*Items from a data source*

BEGIN

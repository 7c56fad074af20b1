//! Service coordinators. Each one owns a single long-lived job and talks to
//! the others only through the [`ActionBus`].

pub mod compose;
pub mod dev_script;
pub mod installer;
pub mod runtime;
pub mod stack;
pub mod watcher;

use crate::bus::ActionBus;
use crate::config::PreferenceSource;
use crate::paths::Paths;
use crate::status::StatusSink;
use runtime::Toolchain;
use std::sync::Arc;

/// Handles every coordinator is built from.
#[derive(Clone)]
pub struct ServiceContext {
    pub bus: Arc<ActionBus>,
    pub prefs: Arc<dyn PreferenceSource>,
    pub status: Arc<dyn StatusSink>,
    pub paths: Paths,
    pub toolchain: Toolchain,
}
use pressdev_core::config::{FolderRole, PreferenceSource, Preferences};
use pressdev_core::paths::Paths;
use pressdev_core::services::compose;

/// Print the docker-compose document `up` would write for the current settings.
pub fn run(paths: &Paths) -> anyhow::Result<()> {
    let settings = Preferences::load(&paths.preferences_file())?.snapshot();
    let folder = settings.folder(FolderRole::Primary).ok_or_else(|| {
        anyhow::anyhow!("primary-folder is not set (run `pressdev config set primary-folder <dir>`)")
    })?;
    let port = settings
        .port
        .ok_or_else(|| anyhow::anyhow!("port is not set"))?;

    print!("{}", compose::render(folder, port).to_yaml()?);
    Ok(())
}
use crate::error::Result;
use std::io::Write;
use std::path::Path;
use tempfile::NamedTempFile;

/// Atomically write `data` to `path` using a tempfile in the same directory.
/// Readers see either the previous document or the new one, never a partial write.
pub fn atomic_write(path: &Path, data: &[u8]) -> Result<()> {
    if let Some(parent) = path.parent() {
        std::fs::create_dir_all(parent)?;
    }
    let dir = path.parent().unwrap_or(Path::new("."));
    let mut tmp = NamedTempFile::new_in(dir)?;
    tmp.write_all(data)?;
    tmp.persist(path).map_err(|e| e.error)?;
    Ok(())
}

/// Create a directory and all parents, idempotent.
pub fn ensure_dir(path: &Path) -> Result<()> {
    std::fs::create_dir_all(path)?;
    Ok(())
}

/// Remove a file if it exists. Returns true if something was removed.
pub fn remove_if_exists(path: &Path) -> Result<bool> {
    match std::fs::remove_file(path) {
        Ok(()) => Ok(true),
        Err(e) if e.kind() == std::io::ErrorKind::NotFound => Ok(false),
        Err(e) => Err(e.into()),
    }
}
pub mod compose;
pub mod config;
pub mod status;
pub mod up;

END

*Directions for this task*
Go through the entries and copy each line holding the string "ActionBus".

*Written answer*
//! the others only through the [`ActionBus`].
use crate::bus::ActionBus;
    pub bus: Arc<ActionBus>,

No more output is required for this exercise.